Stored data:
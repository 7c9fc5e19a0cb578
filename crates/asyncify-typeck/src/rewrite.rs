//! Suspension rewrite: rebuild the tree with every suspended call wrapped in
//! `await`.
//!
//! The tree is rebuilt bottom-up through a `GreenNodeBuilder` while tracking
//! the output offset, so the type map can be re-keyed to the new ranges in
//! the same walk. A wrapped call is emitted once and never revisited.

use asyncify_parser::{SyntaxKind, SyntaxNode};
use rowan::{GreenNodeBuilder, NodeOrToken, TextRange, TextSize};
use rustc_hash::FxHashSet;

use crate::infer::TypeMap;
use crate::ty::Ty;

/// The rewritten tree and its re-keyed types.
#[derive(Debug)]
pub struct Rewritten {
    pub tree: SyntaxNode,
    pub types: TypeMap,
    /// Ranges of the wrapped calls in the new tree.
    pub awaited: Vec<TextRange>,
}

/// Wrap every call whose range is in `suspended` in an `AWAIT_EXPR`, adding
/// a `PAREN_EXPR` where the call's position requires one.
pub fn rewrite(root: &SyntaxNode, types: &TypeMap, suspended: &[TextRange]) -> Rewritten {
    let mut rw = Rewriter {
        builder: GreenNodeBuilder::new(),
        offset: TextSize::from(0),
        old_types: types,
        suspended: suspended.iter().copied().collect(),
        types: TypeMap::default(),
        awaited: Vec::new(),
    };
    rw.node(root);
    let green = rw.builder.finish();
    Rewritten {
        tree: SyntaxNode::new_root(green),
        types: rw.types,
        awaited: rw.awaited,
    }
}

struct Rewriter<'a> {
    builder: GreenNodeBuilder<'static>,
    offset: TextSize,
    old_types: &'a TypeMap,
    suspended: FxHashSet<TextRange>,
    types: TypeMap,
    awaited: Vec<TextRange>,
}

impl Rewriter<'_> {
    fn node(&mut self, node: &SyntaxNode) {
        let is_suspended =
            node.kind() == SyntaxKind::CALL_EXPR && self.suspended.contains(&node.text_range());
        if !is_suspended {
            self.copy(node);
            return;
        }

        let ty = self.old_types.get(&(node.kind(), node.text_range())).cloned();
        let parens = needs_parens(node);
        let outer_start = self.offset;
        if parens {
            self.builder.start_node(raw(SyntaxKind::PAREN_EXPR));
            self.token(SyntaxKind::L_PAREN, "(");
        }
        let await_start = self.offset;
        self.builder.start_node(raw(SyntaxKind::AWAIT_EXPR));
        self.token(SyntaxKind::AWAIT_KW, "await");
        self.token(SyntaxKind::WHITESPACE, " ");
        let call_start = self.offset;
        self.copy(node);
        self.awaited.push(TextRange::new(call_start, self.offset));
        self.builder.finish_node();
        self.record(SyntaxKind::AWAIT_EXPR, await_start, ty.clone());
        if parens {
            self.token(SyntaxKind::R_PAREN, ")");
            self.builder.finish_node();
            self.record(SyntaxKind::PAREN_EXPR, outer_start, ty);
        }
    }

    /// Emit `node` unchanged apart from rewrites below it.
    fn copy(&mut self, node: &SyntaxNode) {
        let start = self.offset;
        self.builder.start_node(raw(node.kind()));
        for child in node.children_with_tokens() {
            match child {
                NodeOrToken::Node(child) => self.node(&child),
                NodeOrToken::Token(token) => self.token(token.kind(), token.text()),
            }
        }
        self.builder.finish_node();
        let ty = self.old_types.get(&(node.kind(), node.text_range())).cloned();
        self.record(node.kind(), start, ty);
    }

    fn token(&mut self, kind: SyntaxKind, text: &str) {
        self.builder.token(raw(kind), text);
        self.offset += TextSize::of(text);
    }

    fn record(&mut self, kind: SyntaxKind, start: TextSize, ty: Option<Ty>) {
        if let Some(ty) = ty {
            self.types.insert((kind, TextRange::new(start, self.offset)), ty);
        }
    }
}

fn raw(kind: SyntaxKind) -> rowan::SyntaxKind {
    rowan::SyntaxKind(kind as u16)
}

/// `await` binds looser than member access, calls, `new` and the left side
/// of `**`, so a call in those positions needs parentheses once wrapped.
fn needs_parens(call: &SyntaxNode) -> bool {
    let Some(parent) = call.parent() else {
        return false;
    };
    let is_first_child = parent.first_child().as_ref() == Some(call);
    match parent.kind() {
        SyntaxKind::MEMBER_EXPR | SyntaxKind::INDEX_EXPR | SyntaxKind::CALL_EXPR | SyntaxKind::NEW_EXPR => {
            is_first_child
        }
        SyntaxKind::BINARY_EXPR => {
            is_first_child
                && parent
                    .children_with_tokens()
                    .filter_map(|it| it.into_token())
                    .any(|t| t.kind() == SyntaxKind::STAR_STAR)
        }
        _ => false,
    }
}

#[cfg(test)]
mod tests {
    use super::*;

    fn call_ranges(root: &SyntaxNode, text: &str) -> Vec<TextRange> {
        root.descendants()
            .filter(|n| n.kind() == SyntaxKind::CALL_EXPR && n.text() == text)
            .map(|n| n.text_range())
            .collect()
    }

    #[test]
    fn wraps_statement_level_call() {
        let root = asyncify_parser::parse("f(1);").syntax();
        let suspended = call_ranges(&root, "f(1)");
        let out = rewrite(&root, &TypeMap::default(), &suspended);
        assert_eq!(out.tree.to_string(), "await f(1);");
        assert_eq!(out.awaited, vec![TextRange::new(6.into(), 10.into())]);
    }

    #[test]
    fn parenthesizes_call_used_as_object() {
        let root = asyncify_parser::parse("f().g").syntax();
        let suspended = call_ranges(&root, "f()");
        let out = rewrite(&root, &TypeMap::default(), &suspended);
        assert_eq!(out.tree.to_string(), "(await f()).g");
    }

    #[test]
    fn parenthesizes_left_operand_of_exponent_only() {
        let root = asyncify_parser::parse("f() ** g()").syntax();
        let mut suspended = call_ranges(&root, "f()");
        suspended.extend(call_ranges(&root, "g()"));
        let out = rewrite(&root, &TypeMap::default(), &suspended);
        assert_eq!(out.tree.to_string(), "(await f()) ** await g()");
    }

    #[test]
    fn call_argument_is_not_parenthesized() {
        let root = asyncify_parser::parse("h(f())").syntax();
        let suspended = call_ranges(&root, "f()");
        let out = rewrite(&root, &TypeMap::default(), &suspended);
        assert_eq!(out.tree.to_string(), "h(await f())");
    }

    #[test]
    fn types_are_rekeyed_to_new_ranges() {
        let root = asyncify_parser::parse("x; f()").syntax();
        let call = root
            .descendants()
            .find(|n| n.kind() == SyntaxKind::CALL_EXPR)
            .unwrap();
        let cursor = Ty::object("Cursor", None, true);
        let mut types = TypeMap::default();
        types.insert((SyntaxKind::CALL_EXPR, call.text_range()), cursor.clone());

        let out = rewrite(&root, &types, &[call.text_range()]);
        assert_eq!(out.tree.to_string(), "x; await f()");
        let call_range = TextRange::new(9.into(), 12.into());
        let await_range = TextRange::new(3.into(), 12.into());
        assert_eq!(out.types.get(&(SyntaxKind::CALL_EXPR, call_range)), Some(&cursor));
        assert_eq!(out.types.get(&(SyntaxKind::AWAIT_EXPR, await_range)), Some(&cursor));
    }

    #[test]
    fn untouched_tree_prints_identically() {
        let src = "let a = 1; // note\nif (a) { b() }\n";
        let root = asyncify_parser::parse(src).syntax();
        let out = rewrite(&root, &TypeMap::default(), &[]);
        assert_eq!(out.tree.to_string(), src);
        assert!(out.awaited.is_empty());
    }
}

#### [TASK BRIEF]
Set every record down again, exactly as given.

#### [EXPECTED ANSWER]
repository 7c9fc5e19a0cb578
filename crates/asyncify-typeck/src/rewrite.rs
//! Suspension rewrite: rebuild the tree with every suspended call wrapped in
//! `await`.
//!
//! The tree is rebuilt bottom-up through a `GreenNodeBuilder` while tracking
//! the output offset, so the type map can be re-keyed to the new ranges in
//! the same walk. A wrapped call is emitted once and never revisited.

use asyncify_parser::{SyntaxKind, SyntaxNode};
use rowan::{GreenNodeBuilder, NodeOrToken, TextRange, TextSize};
use rustc_hash::FxHashSet;

use crate::infer::TypeMap;
use crate::ty::Ty;

/// The rewritten tree and its re-keyed types.
#[derive(Debug)]
pub struct Rewritten {
    pub tree: SyntaxNode,
    pub types: TypeMap,
    /// Ranges of the wrapped calls in the new tree.
    pub awaited: Vec<TextRange>,
}

/// Wrap every call whose range is in `suspended` in an `AWAIT_EXPR`, adding
/// a `PAREN_EXPR` where the call's position requires one.
pub fn rewrite(root: &SyntaxNode, types: &TypeMap, suspended: &[TextRange]) -> Rewritten {
    let mut rw = Rewriter {
        builder: GreenNodeBuilder::new(),
        offset: TextSize::from(0),
        old_types: types,
        suspended: suspended.iter().copied().collect(),
        types: TypeMap::default(),
        awaited: Vec::new(),
    };
    rw.node(root);
    let green = rw.builder.finish();
    Rewritten {
        tree: SyntaxNode::new_root(green),
        types: rw.types,
        awaited: rw.awaited,
    }
}

struct Rewriter<'a> {
    builder: GreenNodeBuilder<'static>,
    offset: TextSize,
    old_types: &'a TypeMap,
    suspended: FxHashSet<TextRange>,
    types: TypeMap,
    awaited: Vec<TextRange>,
}

impl Rewriter<'_> {
    fn node(&mut self, node: &SyntaxNode) {
        let is_suspended =
            node.kind() == SyntaxKind::CALL_EXPR && self.suspended.contains(&node.text_range());
        if !is_suspended {
            self.copy(node);
            return;
        }

        let ty = self.old_types.get(&(node.kind(), node.text_range())).cloned();
        let parens = needs_parens(node);
        let outer_start = self.offset;
        if parens {
            self.builder.start_node(raw(SyntaxKind::PAREN_EXPR));
            self.token(SyntaxKind::L_PAREN, "(");
        }
        let await_start = self.offset;
        self.builder.start_node(raw(SyntaxKind::AWAIT_EXPR));
        self.token(SyntaxKind::AWAIT_KW, "await");
        self.token(SyntaxKind::WHITESPACE, " ");
        let call_start = self.offset;
        self.copy(node);
        self.awaited.push(TextRange::new(call_start, self.offset));
        self.builder.finish_node();
        self.record(SyntaxKind::AWAIT_EXPR, await_start, ty.clone());
        if parens {
            self.token(SyntaxKind::R_PAREN, ")");
            self.builder.finish_node();
            self.record(SyntaxKind::PAREN_EXPR, outer_start, ty);
        }
    }

    /// Emit `node` unchanged apart from rewrites below it.
    fn copy(&mut self, node: &SyntaxNode) {
        let start = self.offset;
        self.builder.start_node(raw(node.kind()));
        for child in node.children_with_tokens() {
            match child {
                NodeOrToken::Node(child) => self.node(&child),
                NodeOrToken::Token(token) => self.token(token.kind(), token.text()),
            }
        }
        self.builder.finish_node();
        let ty = self.old_types.get(&(node.kind(), node.text_range())).cloned();
        self.record(node.kind(), start, ty);
    }

    fn token(&mut self, kind: SyntaxKind, text: &str) {
        self.builder.token(raw(kind), text);
        self.offset += TextSize::of(text);
    }

    fn record(&mut self, kind: SyntaxKind, start: TextSize, ty: Option<Ty>) {
        if let Some(ty) = ty {
            self.types.insert((kind, TextRange::new(start, self.offset)), ty);
        }
    }
}

fn raw(kind: SyntaxKind) -> rowan::SyntaxKind {
    rowan::SyntaxKind(kind as u16)
}

/// `await` binds looser than member access, calls, `new` and the left side
/// of `**`, so a call in those positions needs parentheses once wrapped.
fn needs_parens(call: &SyntaxNode) -> bool {
    let Some(parent) = call.parent() else {
        return false;
    };
    let is_first_child = parent.first_child().as_ref() == Some(call);
    match parent.kind() {
        SyntaxKind::MEMBER_EXPR | SyntaxKind::INDEX_EXPR | SyntaxKind::CALL_EXPR | SyntaxKind::NEW_EXPR => {
            is_first_child
        }
        SyntaxKind::BINARY_EXPR => {
            is_first_child
                && parent
                    .children_with_tokens()
                    .filter_map(|it| it.into_token())
                    .any(|t| t.kind() == SyntaxKind::STAR_STAR)
        }
        _ => false,
    }
}

#[cfg(test)]
mod tests {
    use super::*;

    fn call_ranges(root: &SyntaxNode, text: &str) -> Vec<TextRange> {
        root.descendants()
            .filter(|n| n.kind() == SyntaxKind::CALL_EXPR && n.text() == text)
            .map(|n| n.text_range())
            .collect()
    }

    #[test]
    fn wraps_statement_level_call() {
        let root = asyncify_parser::parse("f(1);").syntax();
        let suspended = call_ranges(&root, "f(1)");
        let out = rewrite(&root, &TypeMap::default(), &suspended);
        assert_eq!(out.tree.to_string(), "await f(1);");
        assert_eq!(out.awaited, vec![TextRange::new(6.into(), 10.into())]);
    }

    #[test]
    fn parenthesizes_call_used_as_object() {
        let root = asyncify_parser::parse("f().g").syntax();
        let suspended = call_ranges(&root, "f()");
        let out = rewrite(&root, &TypeMap::default(), &suspended);
        assert_eq!(out.tree.to_string(), "(await f()).g");
    }

    #[test]
    fn parenthesizes_left_operand_of_exponent_only() {
        let root = asyncify_parser::parse("f() ** g()").syntax();
        let mut suspended = call_ranges(&root, "f()");
        suspended.extend(call_ranges(&root, "g()"));
        let out = rewrite(&root, &TypeMap::default(), &suspended);
        assert_eq!(out.tree.to_string(), "(await f()) ** await g()");
    }

    #[test]
    fn call_argument_is_not_parenthesized() {
        let root = asyncify_parser::parse("h(f())").syntax();
        let suspended = call_ranges(&root, "f()");
        let out = rewrite(&root, &TypeMap::default(), &suspended);
        assert_eq!(out.tree.to_string(), "h(await f())");
    }

    #[test]
    fn types_are_rekeyed_to_new_ranges() {
        let root = asyncify_parser::parse("x; f()").syntax();
        let call = root
            .descendants()
            .find(|n| n.kind() == SyntaxKind::CALL_EXPR)
            .unwrap();
        let cursor = Ty::object("Cursor", None, true);
        let mut types = TypeMap::default();
        types.insert((SyntaxKind::CALL_EXPR, call.text_range()), cursor.clone());

        let out = rewrite(&root, &types, &[call.text_range()]);
        assert_eq!(out.tree.to_string(), "x; await f()");
        let call_range = TextRange::new(9.into(), 12.into());
        let await_range = TextRange::new(3.into(), 12.into());
        assert_eq!(out.types.get(&(SyntaxKind::CALL_EXPR, call_range)), Some(&cursor));
        assert_eq!(out.types.get(&(SyntaxKind::AWAIT_EXPR, await_range)), Some(&cursor));
    }

    #[test]
    fn untouched_tree_prints_identically() {
        let src = "let a = 1; // note\nif (a) { b() }\n";
        let root = asyncify_parser::parse(src).syntax();
        let out = rewrite(&root, &TypeMap::default(), &[]);
        assert_eq!(out.tree.to_string(), src);
        assert!(out.awaited.is_empty());
    }
}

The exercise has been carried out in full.